## Work to complete
Where the word "value" shows up in the entries below, please copy the whole line.
+++
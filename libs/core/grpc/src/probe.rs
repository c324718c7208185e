//! One-shot health probes for container runtimes.
//!
//! `--probe http` checks the local gateway's `/healthz`, `--probe grpc` calls
//! `grpc.health.v1.Health/Check`. The process exits 0 when the target is
//! serving and 1 otherwise.

use std::time::Duration;

use thiserror::Error;

use crate::channel::{ChannelConfig, create_channel_with_config};
use crate::health::{ServingStatus, check_health};

const PROBE_TIMEOUT: Duration = Duration::from_secs(5);

#[derive(Debug, Clone, Copy, PartialEq, Eq)]
pub enum ProbeKind {
  Http,
  Grpc,
}

impl ProbeKind {
  /// Case-insensitive; anything else means "run the server".
  pub fn parse(value: &str) -> Option<Self> {
    match value.to_ascii_lowercase().as_str() {
      "http" => Some(ProbeKind::Http),
      "grpc" => Some(ProbeKind::Grpc),
      _ => None,
    }
  }
}

#[derive(Debug, Error)]
pub enum ProbeError {
  #[error("http request failed: {0}")]
  Request(#[from] reqwest::Error),

  #[error("{0}")]
  Unhealthy(String),

  #[error("grpc check failed: {0}")]
  Grpc(#[from] crate::GrpcError),
}

/// Runs one probe against the loopback listeners on `grpc_port` and
/// `gateway_port`.
pub async fn run_probe(kind: ProbeKind, grpc_port: u16, gateway_port: u16) -> Result<String, ProbeError> {
  match kind {
    ProbeKind::Http => http_probe(gateway_port).await,
    ProbeKind::Grpc => grpc_probe(grpc_port).await,
  }
}

async fn http_probe(port: u16) -> Result<String, ProbeError> {
  let client = reqwest::Client::builder().timeout(PROBE_TIMEOUT).build()?;
  let response = client
    .get(format!("http://127.0.0.1:{}/healthz", port))
    .send()
    .await?;

  let status = response.status();
  let body = response.text().await?;
  if !status.is_success() {
    return Err(ProbeError::Unhealthy(body));
  }
  Ok(body)
}

async fn grpc_probe(port: u16) -> Result<String, ProbeError> {
  let config = ChannelConfig::new()
    .with_connect_timeout(PROBE_TIMEOUT)
    .with_request_timeout(PROBE_TIMEOUT);
  let channel = create_channel_with_config(format!("http://127.0.0.1:{}", port), config).await?;

  let status = check_health(channel, "").await?;
  let body = serde_json::json!({ "status": status.as_str_name() }).to_string();
  if status != ServingStatus::Serving {
    return Err(ProbeError::Unhealthy(body));
  }
  Ok(body)
}

/// Prints the outcome unless muted and returns the process exit code.
pub fn report(result: &Result<String, ProbeError>, mute: bool) -> i32 {
  let timestamp = chrono::Utc::now().timestamp();

  match result {
    Ok(body) => {
      if !mute {
        println!("probe successful at {}: {}", timestamp, body.trim_end_matches('\n'));
      }
      0
    }
    Err(err) => {
      if !mute {
        eprintln!("probe failed at {}: {}", timestamp, err);
      }
      1
    }
  }
}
+++
## Exercise response
  pub fn parse(value: &str) -> Option<Self> {
    match value.to_ascii_lowercase().as_str() {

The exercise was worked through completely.